We tried to make decisions that would last way beyond the wedding day. Inspired by our ketubah artwork, Bird Song by Karla Gudeon, and sharing a personal passion for singing, we composed original music for our procession based on Song of Songs 2:10-12: “The time for singing has come. … Rise up, my love, my fair one, and come away.” When the details or the emotions became too much during our engagement, or we just longed for a peaceful moment together, we would sing our new creation.
Many couples focus on how their wedding reflects their interests or values: They serve vegan food, have an egalitarian ceremony, or pick a venue or favors to match their hobbies. Being “green” and trying to minimize our ecological footprint is a value we share, and we wanted to uphold it throughout our wedding festivities, so we commissioned our chuppah from Isabel’s cousin, an art student who created a canopy made from organic fabric and dyes. It was also important to us that our chuppah not just serve us for that day, so it was designed to be cut in half after the wedding, to create two tallitot with our verse from Song of Songs embroidered on the atarot.

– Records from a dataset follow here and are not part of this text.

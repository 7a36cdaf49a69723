//! 集群目录查询

use fedhub_common::{registrable_clusters, ClusterSummary, Error, ManagedCluster, Result};
use std::collections::HashMap;
use std::sync::Arc;
use tracing::error;

use crate::cluster_api::{ClusterApi, FederatedCluster};
use crate::directory::FederationDirectory;

/// 集群查询
pub struct ClusterCatalog {
    directory: Arc<dyn FederationDirectory>,
    control_plane: Arc<dyn ClusterApi>,
}

impl ClusterCatalog {
    /// 创建查询
    pub fn new(directory: Arc<dyn FederationDirectory>, control_plane: Arc<dyn ClusterApi>) -> Self {
        Self {
            directory,
            control_plane,
        }
    }

    /// 尚未加入联邦的集群
    pub async fn registrable_clusters(&self) -> Result<Vec<ManagedCluster>> {
        let clusters = self.directory.list_managed_clusters().await?;
        Ok(registrable_clusters(&clusters))
    }

    /// 控制平面中已与目录关联的集群
    pub async fn federated_clusters(&self) -> Result<Vec<ClusterSummary>> {
        let clusters = self.directory.list_managed_clusters().await?;
        let ids: HashMap<&str, &str> = clusters
            .iter()
            .filter(|c| c.is_federated())
            .map(|c| (c.federated_cluster_uid.as_str(), c.cluster_id.as_str()))
            .collect();

        let federated = self.control_plane.list_clusters().await.map_err(|e| {
            error!("列出控制平面集群失败: {}", e);
            Error::FailedRequest
        })?;

        Ok(federated
            .into_iter()
            .filter_map(|cluster| {
                let cluster_id = ids.get(cluster.uid.as_str())?.to_string();
                Some(summarize(cluster_id, cluster))
            })
            .collect())
    }
}

fn summarize(cluster_id: String, cluster: FederatedCluster) -> ClusterSummary {
    let status = match cluster.ready {
        Some(true) => "ready",
        Some(false) => "not-ready",
        None => "unknown",
    };
    ClusterSummary {
        cluster_id,
        name: cluster.name,
        uid: cluster.uid,
        kubernetes_version: cluster.kubernetes_version,
        status: status.to_string(),
        sync_mode: cluster.sync_mode.to_string(),
    }
}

But the issue with my grandmother proved more difficult to resolve and would emerge in somewhat unexpected moments. I remembered shopping with my grandmother and my mother for my sister’s wedding dress nine years before; as I planned my own wedding, I realized that I wasn’t going to have the same experience. My grandmother wasn’t going to be there. I needed to adjust my expectations. This was a realization that came to me time and again and is one that we also talked through with our rabbi. While I needed to adjust my expectations for the planning and day of my wedding, at the same time my grandmother needed to adjust hers for the life that she had pictured for me.